DATA PROVIDED:
****************************************

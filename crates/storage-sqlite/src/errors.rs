//! Storage-specific error types for SQLite operations.
//!
//! This module provides error types that wrap Diesel-specific errors and
//! convert them to the database-agnostic error types defined in
//! `quotable_core`.

use diesel::result::Error as DieselError;
use thiserror::Error;
use quotable_core::errors::{DatabaseError, Error};

/// Storage-specific errors that wrap Diesel and r2d2 types.
///
/// These errors are internal to the storage layer and are converted to
/// `quotable_core::Error` before being returned to callers.
#[derive(Error, Debug)]
pub enum StorageError {
    #[error("Database connection failed: {0}")]
    ConnectionFailed(#[from] diesel::ConnectionError),

    #[error("Connection pool error: {0}")]
    PoolError(#[from] r2d2::Error),

    #[error("Query execution failed: {0}")]
    QueryFailed(#[from] DieselError),

    #[error("Migration failed: {0}")]
    MigrationFailed(String),

    #[error("Core error: {0}")]
    CoreError(String),
}

/// Convert core Error to StorageError (for the write actor's transaction wrapper).
impl From<Error> for StorageError {
    fn from(err: Error) -> Self {
        StorageError::CoreError(err.to_string())
    }
}

impl From<StorageError> for Error {
    fn from(err: StorageError) -> Self {
        match err {
            StorageError::ConnectionFailed(e) => {
                Error::Database(DatabaseError::ConnectionFailed(e.to_string()))
            }
            StorageError::PoolError(e) => {
                Error::Database(DatabaseError::PoolCreationFailed(e.to_string()))
            }
            StorageError::QueryFailed(DieselError::NotFound) => {
                Error::Database(DatabaseError::NotFound("Record not found".to_string()))
            }
            StorageError::QueryFailed(e) => {
                Error::Database(DatabaseError::QueryFailed(e.to_string()))
            }
            StorageError::MigrationFailed(e) => Error::Database(DatabaseError::MigrationFailed(e)),
            StorageError::CoreError(e) => Error::Database(DatabaseError::Internal(e)),
        }
    }
}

****************************************

WORK REQUIRED:
Show all lines in the preceding material that have "QueryFailed" in them.

TASK RESULT:
    QueryFailed(#[from] DieselError),
            StorageError::QueryFailed(DieselError::NotFound) => {
            StorageError::QueryFailed(e) => {
                Error::Database(DatabaseError::QueryFailed(e.to_string()))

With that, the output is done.